use super::extension::record_size_limit;
use super::message::{
    serialize_signature, CertificateMessage, CertificateRequest, ClientHello, EcdheClientKeyExchange,
    EcdheServerKeyExchange, Finished, HelloVerifyRequest, PskIdentity, ServerHello, RANDOM_LEN,
};
use super::psk_premaster;
use crate::connection::{Connection, Io};
use crate::crypto::KeyDerive;
use crate::types::{AlertDescription, AlertLevel, HandshakeType, State, TransportKind};

impl Connection {
    /// Client side of the tick: consume job results and send whatever the
    /// current state allows, until nothing more can happen this tick.
    pub(crate) fn client_tick(&mut self, io: &mut Io<'_>) -> Result<(), AlertDescription> {
        self.collect_results();

        loop {
            let before = self.state;

            match self.state {
                State::Start => self.client_start(io)?,

                State::ServerHelloDone if self.hs.peer_key.is_some() => {
                    self.set_state(State::ServerCertificateDone);
                }

                State::ServerHelloDoneDone if self.hs.cert_requested => {
                    self.client_send_certificate(io)?;
                }

                State::ServerHelloDoneDone | State::ClientCertificateDone => {
                    self.client_send_key_exchange(io)?;
                }

                State::ClientKeyExchangeDone if self.hs.send_cert_verify => {
                    if let Some(signature) = self.hs.signature.take() {
                        let mut body = Vec::with_capacity(4 + signature.len());
                        serialize_signature(&mut body, &signature);
                        self.send_handshake(io, HandshakeType::CertificateVerify, &body, true)?;
                        self.set_state(State::CertificateVerifyDone);
                    }
                }

                State::ClientKeyExchangeDone | State::CertificateVerifyDone => {
                    if self.hs.premaster.is_some() {
                        self.send_change_cipher_spec(io)?;
                        self.set_state(State::ChangeCipherSpecSent);
                        self.hs.jobs.key_derive = KeyDerive::Start;
                    }
                }

                State::ChangeCipherSpecSent => {
                    if self.hs.jobs.key_derive.is_ready() && self.hs.jobs.client_verify.is_idle() {
                        let upto = self.hs.transcript.len();
                        self.hs.jobs.client_verify.request(upto);
                    } else if let Some(verify) = self.hs.jobs.client_verify.take_ready() {
                        self.send_handshake(io, HandshakeType::Finished, &verify, true)?;
                        self.set_state(State::FinishedSent);
                    }
                }

                State::FinishedReceived => {
                    if let Some(expected) = self.hs.jobs.server_verify.take_ready() {
                        if self.hs.peer_verify != Some(expected) {
                            debug!("{} server Finished mismatch", self.id);
                            return Err(AlertDescription::DecryptError);
                        }
                        self.enter_ok();
                    }
                }

                _ => {}
            }

            if self.state == before {
                return Ok(());
            }
        }
    }

    /// Send ClientHello once the client random is known.
    fn client_start(&mut self, io: &mut Io<'_>) -> Result<(), AlertDescription> {
        let random = match self.hs.client_random {
            Some(random) => random,
            None => {
                let Some(bytes) = self.hs.jobs.random.take_ready() else {
                    self.hs.jobs.random.request();
                    return Ok(());
                };
                let random: [u8; RANDOM_LEN] = bytes
                    .as_slice()
                    .try_into()
                    .map_err(|_| AlertDescription::InternalError)?;
                self.hs.client_random = Some(random);
                random
            }
        };

        let limit = self
            .config
            .record_size_limit()
            .then(|| self.config.max_record_size() as u16);

        let mut body = Vec::new();
        ClientHello::serialize(
            &mut body,
            self.kind,
            &random,
            &self.hs.cookie,
            self.params.suite,
            limit,
        );

        // The cookie-less hello of a datagram exchange is answered with
        // HelloVerifyRequest and does not count.
        let datagram = self.kind == TransportKind::Datagram;
        let transcript = !(datagram && self.hs.hello_count == 0);

        self.start_retransmit();
        self.send_handshake(io, HandshakeType::ClientHello, &body, transcript)?;
        if datagram {
            self.hs.hello_count = self.hs.hello_count.saturating_add(1);
        }
        self.set_state(State::ClientHelloDone);
        Ok(())
    }

    fn client_send_certificate(&mut self, io: &mut Io<'_>) -> Result<(), AlertDescription> {
        let chain: &[Vec<u8>] = if self.signing_key.is_some() {
            self.config.certificate_chain()
        } else {
            &[]
        };
        let mut body = Vec::new();
        CertificateMessage::serialize(&mut body, chain);
        self.hs.send_cert_verify = !chain.is_empty();

        self.send_handshake(io, HandshakeType::Certificate, &body, true)?;
        self.set_state(State::ClientCertificateDone);
        Ok(())
    }

    fn client_send_key_exchange(&mut self, io: &mut Io<'_>) -> Result<(), AlertDescription> {
        let mut body = Vec::new();

        if self.params.certificates {
            let Some(public) = self.hs.kx_public.as_deref() else {
                return Ok(());
            };
            if !self.hs.signature_verified {
                return Ok(());
            }
            EcdheClientKeyExchange::serialize(&mut body, public);
            self.start_key_exchange_secret(io)?;
        } else {
            PskIdentity::serialize(&mut body, self.config.psk_identity());
            self.hs.premaster = Some(psk_premaster(self.config.psk()));
        }

        self.send_handshake(io, HandshakeType::ClientKeyExchange, &body, true)?;
        if self.hs.send_cert_verify {
            self.start_transcript_signature(io)?;
        }
        self.set_state(State::ClientKeyExchangeDone);
        Ok(())
    }

    /// Handle a reassembled handshake message.
    pub(crate) fn client_message(
        &mut self,
        io: &mut Io<'_>,
        msg_type: HandshakeType,
        raw: &[u8],
        body: &[u8],
    ) -> Result<(), AlertDescription> {
        let certificates = self.params.certificates;
        let datagram = self.kind == TransportKind::Datagram;

        match (msg_type, self.state) {
            (HandshakeType::HelloVerifyRequest, State::Default | State::ClientHelloDone) if datagram => {
                let cookie = HelloVerifyRequest::decode(body)?;
                self.stop_retransmit();
                self.hs.cookie = cookie.to_vec();
                self.hs.transcript.clear();
                self.set_state(State::Start);
            }

            (HandshakeType::ServerHello, State::ClientHelloDone) => {
                let hello = ServerHello::decode(body, self.kind)?;
                if hello.cipher_suite != self.params.suite {
                    debug!("{} server chose {:?}", self.id, hello.cipher_suite);
                    return Err(AlertDescription::HandshakeFailure);
                }
                let random: [u8; RANDOM_LEN] = hello
                    .random
                    .try_into()
                    .map_err(|_| AlertDescription::DecodeError)?;
                self.hs.server_random = Some(random);

                if self.config.record_size_limit() {
                    if let Some(limit) = record_size_limit(&hello.extensions()?)? {
                        self.transmit_limit = (limit as usize).min(self.config.max_record_size());
                        debug!("{} transmit limit {}", self.id, self.transmit_limit);
                    }
                }
                self.set_state(State::ServerHelloDone);
            }

            (HandshakeType::Certificate, State::ServerHelloDone) if certificates => {
                let list = CertificateMessage::decode(body)?;
                if list.is_empty() {
                    return Err(AlertDescription::BadCertificate);
                }
                self.start_chain_verify(io, list)?;
            }

            (HandshakeType::ServerKeyExchange, State::ServerCertificateDone) if certificates => {
                let ske = EcdheServerKeyExchange::decode(body)?;
                let (client_random, server_random) = self.hs.randoms()?;
                let mut signed = Vec::with_capacity(2 * RANDOM_LEN + ske.params.len());
                signed.extend_from_slice(client_random);
                signed.extend_from_slice(server_random);
                signed.extend_from_slice(ske.params);

                self.hs.peer_point = Some(ske.point.to_vec());
                self.start_signature_verify(io, &signed, ske.signature)?;
                self.start_key_exchange_public(io)?;
                self.set_state(State::ServerKeyExchangeDone);
            }

            (HandshakeType::ServerKeyExchange, State::ServerHelloDone) if !certificates => {
                let hint = PskIdentity::decode(body)?;
                debug!("{} ignoring PSK identity hint of {} bytes", self.id, hint.len());
                self.set_state(State::ServerKeyExchangeDone);
            }

            (HandshakeType::CertificateRequest, State::ServerKeyExchangeDone) if certificates => {
                let request = CertificateRequest::decode(body)?;
                if !request.ecdsa {
                    debug!("{} certificate request without ECDSA, answering empty", self.id);
                    self.signing_key = None;
                }
                self.hs.cert_requested = true;
                self.set_state(State::CertificateRequestDone);
            }

            (HandshakeType::ServerHelloDone, state)
                if matches!(state, State::ServerKeyExchangeDone | State::CertificateRequestDone)
                    || (state == State::ServerHelloDone && !certificates) =>
            {
                if !body.is_empty() {
                    return Err(AlertDescription::DecodeError);
                }
                self.start_retransmit();
                self.set_state(State::ServerHelloDoneDone);
            }

            (HandshakeType::Finished, State::ChangeCipherSpecReceived) => {
                let verify = Finished::decode(body)?;
                self.stop_retransmit();
                self.hs.peer_verify = Some(verify);
                self.hs.append_transcript(raw)?;
                self.set_state(State::FinishedReceived);
            }

            (HandshakeType::HelloRequest, State::Ok) => {
                self.send_alert(io, AlertLevel::Warning, AlertDescription::NoRenegotiation);
            }

            (HandshakeType::HelloRequest, _) => {
                debug!("{} ignoring HelloRequest during handshake", self.id);
            }

            (msg_type, state) => {
                debug!("{} unexpected {:?} in {:?}", self.id, msg_type, state);
                return Err(AlertDescription::UnexpectedMessage);
            }
        }
        Ok(())
    }

    pub(crate) fn client_change_cipher_spec(&mut self) -> Result<(), AlertDescription> {
        if self.state != State::FinishedSent {
            debug!("{} unexpected ChangeCipherSpec in {:?}", self.id, self.state);
            return Err(AlertDescription::UnexpectedMessage);
        }
        self.on_receive_change_cipher_spec();
        self.set_state(State::ChangeCipherSpecReceived);
        let upto = self.hs.transcript.len();
        self.hs.jobs.server_verify.request(upto);
        Ok(())
    }
}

What is expected
The line above containing "(msg_type, state) =>", the line containing "self.on_receive_change_cipher_spec();", and every line between them are to be transcribed exactly; no other line is wanted.

Written response
            (msg_type, state) => {
                debug!("{} unexpected {:?} in {:?}", self.id, msg_type, state);
                return Err(AlertDescription::UnexpectedMessage);
            }
        }
        Ok(())
    }

    pub(crate) fn client_change_cipher_spec(&mut self) -> Result<(), AlertDescription> {
        if self.state != State::FinishedSent {
            debug!("{} unexpected ChangeCipherSpec in {:?}", self.id, self.state);
            return Err(AlertDescription::UnexpectedMessage);
        }
        self.on_receive_change_cipher_spec();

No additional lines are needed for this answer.